The alternative proposed above would be less exposed to many risks: carbon regulation, coal ash disposal costs, nuclear decommissioning risks, natural gas price fluctuation, coal fuel price increases, coal decommissioning, coal mine reclamation, and methane issues. Further, it facilitates attainment of the RPS in 2020 and reduces water usage and contributes positively to the economic development of New Mexico.
There are other alternatives that are lower cost than PNM’s proposed replacement plan. The alternative presented here is only one. My colleague Dr. Fisher presents other alternatives that are lower cost than PNM’s proposal.
Some of the common features to lower cost solutions are:
Flexible resources that facilitate meeting changing customer demands on an hourly, seasonal, or yearly basis.
Single-axis tracking solar technology that increases solar capacity value to as high as 76%, thus reducing needed gas peaking capacity by that amount (Exhibit DVW-15 & 16). Further, it has been shown that solar energy output is higher during peak demand hours (by about 5 points) than the average summer day at the same hour (Exhibit DVW OST-2, page 21).
New wind farms also have improved output characteristics that better match PNM system needs. (Exhibit DVW OST-2, pages 17-18) The new data shows that capacity factors are increasing from 30% to 46%. Even more importantly the data shows that the output is more stable in non-summer months and provides significant energy at the 8 pm sub-peak in the summer months.

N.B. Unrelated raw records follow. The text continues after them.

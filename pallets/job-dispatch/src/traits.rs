use frame_support::weights::Weight;
use sp_core::{H256, U256};
use sp_runtime::DispatchError;
use sp_std::vec::Vec;

/// Source of the publicly reproducible selection seed.
pub trait RandomnessSource {
	/// Seed for one job assignment.
	fn seed(job_hash: &H256, counter: u32, height: u64, timestamp: u64) -> U256;

	/// Identifier of the block `depth + 1` blocks before the current one.
	fn historical_block_id(depth: u32) -> H256;
}

/// Downstream business logic a job payload is forwarded to.
pub trait JobHandler {
	/// Weight the payload declares it needs; executors must supply at least this much.
	fn weight_budget(payload: &[u8]) -> Weight;

	/// Runs the payload, returning the weight actually consumed.
	fn handle(payload: &[u8]) -> Result<Weight, DispatchError>;
}

/// Resolves the controlling account of an operator that is itself a contract.
pub trait OperatorOwnership<AccountId> {
	fn owner_of(operator: &AccountId) -> Option<AccountId>;
}

impl<AccountId> OperatorOwnership<AccountId> for () {
	fn owner_of(_operator: &AccountId) -> Option<AccountId> {
		None
	}
}

/// Entry point for messaging pallets that have already authenticated an inbound job.
pub trait JobInbox {
	fn receive_job(payload: Vec<u8>) -> Result<H256, DispatchError>;
}
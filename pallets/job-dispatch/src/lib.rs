//! # Job Dispatch Pallet
//!
//! ## Overview
//!
//! Assigns inbound cross-chain jobs to bonded operators and enforces a fallback ladder when the
//! assigned operator misses its window.
//!
//! Operators lock collateral into one of several pods. Pod `n` requires
//! `BaseBond * PodBondMultiplier^n`. Slot 0 of every pod is an open placeholder, so selecting it
//! leaves a job claimable by anyone.
//!
//! When a job arrives, a seed derived from chain state picks a pod and a primary operator, which
//! is taken out of rotation until the job completes. Five fallback slots are derived from the
//! seed and the hashes of the preceding blocks. Everything is packed into a single 256-bit record
//! keyed by the payload hash.
//!
//! Inside the primary window only the primary may execute. After it, the ladder (see
//! [`escalation`]) picks the fallback slot entitled to execute; a successful fallback execution
//! slashes the primary by its pod bond and credits the executor.
//!
//! ## Interface
//!
//! ### Dispatchable Functions
//!
//! - `bond`: Lock collateral and join a pod.
//! - `top_up`: Add collateral to an existing bond.
//! - `unbond`: Leave the pod and withdraw the bond to a recipient.
//! - `rejoin_pod`: Re-enter rotation after being held out.
//! - `dispatch_job`: Accept an authenticated job payload and assign it.
//! - `execute_job`: Execute an assigned job and settle the ladder economics.

#![cfg_attr(not(feature = "std"), no_std)]

pub use pallet::*;
pub use types::*;

#[cfg(test)]
mod mock;


#[cfg(feature = "runtime-benchmarks")]
mod benchmarking;

pub mod escalation;
pub mod randomness;
pub mod traits;
pub mod types;
pub mod weights;

pub use randomness::ChainRandomness;
pub use traits::{JobHandler, JobInbox, OperatorOwnership, RandomnessSource};
pub use weights::WeightInfo;
use crate as pallet_job_dispatch;
use crate::{JobHandler, OperatorOwnership, PayloadOf, RandomnessSource};
use frame_support::{
	derive_impl, parameter_types,
	traits::{ConstU32, ConstU64, ConstU8},
	weights::Weight,
	PalletId,
};
use frame_system::EnsureRoot;
use sp_core::{H256, U256};
use sp_runtime::{traits::IdentityLookup, BuildStorage, DispatchError};

pub type AccountId = u64;
pub type Balance = u128;

pub const INITIAL_BALANCE: Balance = 1_000_000;
pub const BASE_BOND: Balance = 1_000;
/// Funded account that never bonds.
pub const OUTSIDER: AccountId = 99;

frame_support::construct_runtime!(
	pub enum Test
	{
		System: frame_system,
		Balances: pallet_balances,
		Timestamp: pallet_timestamp,
		JobDispatch: pallet_job_dispatch,
	}
);

#[derive_impl(frame_system::config_preludes::TestDefaultConfig)]
impl frame_system::Config for Test {
	type Block = frame_system::mocking::MockBlock<Test>;
	type AccountId = AccountId;
	type AccountData = pallet_balances::AccountData<Balance>;
	type Lookup = IdentityLookup<Self::AccountId>;
}

parameter_types! {
	pub static ExistentialDeposit: Balance = 1;
}

#[derive_impl(pallet_balances::config_preludes::TestDefaultConfig)]
impl pallet_balances::Config for Test {
	type Balance = Balance;
	type AccountStore = System;
	type ExistentialDeposit = ExistentialDeposit;
}

impl pallet_timestamp::Config for Test {
	type Moment = u64;
	type OnTimestampSet = ();
	type MinimumPeriod = ConstU64<1000>;
	type WeightInfo = ();
}

parameter_types! {
	pub const JobDispatchPalletId: PalletId = PalletId(*b"jobdspch");
	pub static BaseBond: Balance = BASE_BOND;
	pub const PodBondMultiplier: u32 = 4;
	pub const PriceRungBps: u32 = 2_000;
	pub const PriceSpikeThresholdBps: u32 = 20_000;
	pub static ForcedSeed: u64 = 0;
	pub static ReferencePrice: u128 = 1_000;
	pub static Owners: Vec<(AccountId, AccountId)> = vec![];
	pub static Handled: Vec<Vec<u8>> = vec![];
}

/// Seed fixed by the test through `ForcedSeed`; block ids depend only on depth.
pub struct TestRandomness;

impl RandomnessSource for TestRandomness {
	fn seed(_job_hash: &H256, _counter: u32, _height: u64, _timestamp: u64) -> U256 {
		U256::from(ForcedSeed::get())
	}

	fn historical_block_id(depth: u32) -> H256 {
		H256::repeat_byte(depth as u8 + 1)
	}
}

/// Budget of 1_000 ref time per payload byte. Payloads starting with `fail` are rejected.
pub struct TestJobHandler;

impl JobHandler for TestJobHandler {
	fn weight_budget(payload: &[u8]) -> Weight {
		Weight::from_parts(1_000 * payload.len() as u64, 0)
	}

	fn handle(payload: &[u8]) -> Result<Weight, DispatchError> {
		if payload.starts_with(b"fail") {
			return Err(DispatchError::Other("handler rejected payload"));
		}
		let mut handled = Handled::get();
		handled.push(payload.to_vec());
		Handled::set(handled);
		Ok(Weight::from_parts(500 * payload.len() as u64, 0))
	}
}

pub struct TestOwnership;

impl OperatorOwnership<AccountId> for TestOwnership {
	fn owner_of(operator: &AccountId) -> Option<AccountId> {
		Owners::get().into_iter().find(|(op, _)| op == operator).map(|(_, owner)| owner)
	}
}

impl pallet_job_dispatch::Config for Test {
	type RuntimeEvent = RuntimeEvent;
	type Currency = Balances;
	type PalletId = JobDispatchPalletId;
	type DispatchOrigin = EnsureRoot<AccountId>;
	type Randomness = TestRandomness;
	type TimeProvider = Timestamp;
	type ReferencePrice = ReferencePrice;
	type JobHandler = TestJobHandler;
	type OperatorOwnership = TestOwnership;
	type BaseBond = BaseBond;
	type PodBondMultiplier = PodBondMultiplier;
	type MaxPods = ConstU8<8>;
	type MaxPodSize = ConstU32<4>;
	type MaxPayloadLen = ConstU32<1024>;
	type PrimaryWindow = ConstU64<10>;
	type EscalationInterval = ConstU64<5>;
	type PriceRungBps = PriceRungBps;
	type PriceSpikeThresholdBps = PriceSpikeThresholdBps;
	type WeightInfo = ();
}

pub fn vault() -> AccountId {
	JobDispatch::account_id()
}

pub fn payload(bytes: &[u8]) -> PayloadOf<Test> {
	bytes.to_vec().try_into().unwrap()
}

/// Weight that exactly covers the handler budget of `bytes`.
pub fn budget(bytes: &[u8]) -> Weight {
	TestJobHandler::weight_budget(bytes)
}

pub fn run_to_block(n: u64) {
	while System::block_number() < n {
		System::set_block_number(System::block_number() + 1);
		Timestamp::set_timestamp(System::block_number() * 6_000);
	}
}

pub fn new_test_ext() -> sp_io::TestExternalities {
	ExtBuilder::default().build()
}

pub struct ExtBuilder {
	existential_deposit: Balance,
	bonds: Vec<(AccountId, u8, Balance)>,
}

impl Default for ExtBuilder {
	fn default() -> Self {
		Self { existential_deposit: 1, bonds: vec![] }
	}
}

impl ExtBuilder {
	pub fn existential_deposit(mut self, existential_deposit: Balance) -> Self {
		self.existential_deposit = existential_deposit;
		self
	}

	pub fn with_bonds(mut self, bonds: Vec<(AccountId, u8, Balance)>) -> Self {
		self.bonds = bonds;
		self
	}

	pub fn build(self) -> sp_io::TestExternalities {
		ExistentialDeposit::set(self.existential_deposit);
		let mut t = frame_system::GenesisConfig::<Test>::default().build_storage().unwrap();

		let mut balances: Vec<(AccountId, Balance)> =
			(1..=8).map(|who| (who, INITIAL_BALANCE)).collect();
		balances.push((OUTSIDER, INITIAL_BALANCE));
		pallet_balances::GenesisConfig::<Test> { balances }
			.assimilate_storage(&mut t)
			.unwrap();

		pallet_job_dispatch::GenesisConfig::<Test> { bonds: self.bonds }
			.assimilate_storage(&mut t)
			.unwrap();

		let mut ext: sp_io::TestExternalities = t.into();
		ext.execute_with(|| {
			System::set_block_number(1);
			Timestamp::set_timestamp(6_000);
		});
		ext
	}
}
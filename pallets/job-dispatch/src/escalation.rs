//! Fallback ladder.
//!
//! Pure functions deciding who may execute a job at a given point in its lifetime. The pallet
//! resolves storage (assignee, fallback slots, recorded price) and feeds the values in; nothing
//! here touches state, so every rung of the ladder can be exercised in isolation.
//!
//! A job moves through the following phases:
//!
//! * `PrimaryWindow`: fewer than `primary_window` blocks have passed since assignment. Only the
//!   primary operator may execute, or anyone if the primary slot is open.
//! * `Escalation`: the window is over. The rung is the larger of the time rung (whole
//!   `interval`s elapsed after the window) and the price rung (whole `rung_step_bps` steps of the
//!   declared/recorded price ratio above parity). Rungs `0..FALLBACK_SLOTS` select a fallback
//!   slot; any later rung means the ladder is exhausted and the job is open to anyone.
//!
//! A declared price above `spike_threshold_bps` of the recorded price is rejected outright.

use crate::types::{Assignee, Claim, JobState, FALLBACK_SLOTS};

/// Basis points representing a price ratio of exactly one.
pub const PARITY_BPS: u128 = 10_000;

#[derive(Clone, Copy, Debug, Eq, PartialEq)]
pub struct LadderConfig {
	pub primary_window: u64,
	pub interval: u64,
	pub rung_step_bps: u32,
	pub spike_threshold_bps: u32,
}

#[derive(Clone, Copy, Debug, Eq, PartialEq)]
pub enum Phase {
	PrimaryWindow { remaining: u64 },
	Escalation { time_rung: u64 },
}

#[derive(Clone, Copy, Debug, Eq, PartialEq)]
pub enum Ineligible {
	NotAssignedOperator,
	NotFallbackOperator,
	PriceSpike,
}

pub fn phase(config: &LadderConfig, elapsed: u64) -> Phase {
	if elapsed < config.primary_window {
		return Phase::PrimaryWindow { remaining: config.primary_window - elapsed };
	}
	let late = elapsed - config.primary_window;
	Phase::Escalation { time_rung: late / config.interval.max(1) }
}

/// Declared price relative to the recorded one, in basis points.
///
/// A zero recorded price carries no information and is treated as parity.
pub fn price_ratio_bps(declared: u128, recorded: u128) -> u128 {
	if recorded == 0 {
		return PARITY_BPS;
	}
	declared.saturating_mul(PARITY_BPS) / recorded
}

/// Ladder rung implied by the price ratio, capped at the last fallback slot.
pub fn price_rung(config: &LadderConfig, declared: u128, recorded: u128) -> Result<u64, Ineligible> {
	let ratio = price_ratio_bps(declared, recorded);
	if ratio > u128::from(config.spike_threshold_bps) {
		return Err(Ineligible::PriceSpike);
	}
	let above_parity = ratio.saturating_sub(PARITY_BPS);
	let rung = above_parity / u128::from(config.rung_step_bps.max(1));
	Ok(rung.min(FALLBACK_SLOTS as u128 - 1) as u64)
}

/// Combines the time and price rungs into a claim, `Exhausted` past the last slot.
pub fn ladder_claim(time_rung: u64, price_rung: u64) -> Claim {
	let rung = time_rung.max(price_rung);
	if rung < FALLBACK_SLOTS as u64 {
		Claim::Fallback(rung as u8)
	} else {
		Claim::Exhausted
	}
}

/// Decides whether `caller` may execute the job right now.
///
/// `fallbacks` are the fallback slots already resolved against current pod membership.
pub fn authorize<AccountId: PartialEq>(
	config: &LadderConfig,
	elapsed: u64,
	declared_price: u128,
	recorded_price: u128,
	primary: &Assignee<AccountId>,
	fallbacks: &[Assignee<AccountId>; FALLBACK_SLOTS],
	caller: &AccountId,
) -> Result<Claim, Ineligible> {
	match phase(config, elapsed) {
		Phase::PrimaryWindow { .. } => {
			if primary.admits(caller) {
				Ok(Claim::Primary)
			} else {
				Err(Ineligible::NotAssignedOperator)
			}
		},
		Phase::Escalation { time_rung } => {
			let price_rung = price_rung(config, declared_price, recorded_price)?;
			match ladder_claim(time_rung, price_rung) {
				Claim::Fallback(slot) if fallbacks[slot as usize].admits(caller) =>
					Ok(Claim::Fallback(slot)),
				Claim::Fallback(_) => Err(Ineligible::NotFallbackOperator),
				claim => Ok(claim),
			}
		},
	}
}

/// Job state for a job that has been open for `elapsed` blocks, ignoring price.
pub fn job_state(config: &LadderConfig, elapsed: u64) -> JobState {
	match phase(config, elapsed) {
		Phase::PrimaryWindow { remaining } => JobState::PrimaryWindow { remaining },
		Phase::Escalation { time_rung } => match ladder_claim(time_rung, 0) {
			Claim::Fallback(rung) => JobState::Escalation { rung },
			_ => JobState::Exhausted,
		},
	}
}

For a more comprehensive review of PNM’s energy system please see Exhibit DVW OST-2. Also, see DVW OST-4 for an explanation of the energy system modeling that I did that demonstrates that this alternative works well in PNM’s system.
Q. NMIEC witness James Dauphinais has analyzed the NEE replacement portfolio versus PNM’s proposed replacement plan using Strategist® and has testified to the results in his 10/31 Direct Testimony in Support of the Stipulation. Please review his results and provide your analsyis.
A. Mr. Dauphinais provides Strategist® generated NPV for NEE’s alternative of $6945 million, using NEE wind and solar costs (Dauphinais testimony in Support of the Stipulation, JRD-2). The PNM Stipulation alternative generates an NPV of $6870 million. Thus, the difference is NPV = $75M. It is my understanding that Mr. Dauphinais used PNM provided fuel costs for SJGS. We have recently learned that the SJGS fuel costs used in Strategist® by PNM are significantly lower than those SJGS fuel costs provided by Mr. Monroy in testimony (DVW-13). The costs from Mr. Monroy are $47 million (average) per year higher with an NPV of $289 million than those costs in PNM’s Strategist®. The portion concerning 132 MW would be $77 million. Please see Dr. Fisher’s testimony for an in-depth review of the coal cost problem.
Also, New Energy Economy experts have demonstrated that the proper re-statement of costs between fixed and variable further reduces our alternative costs.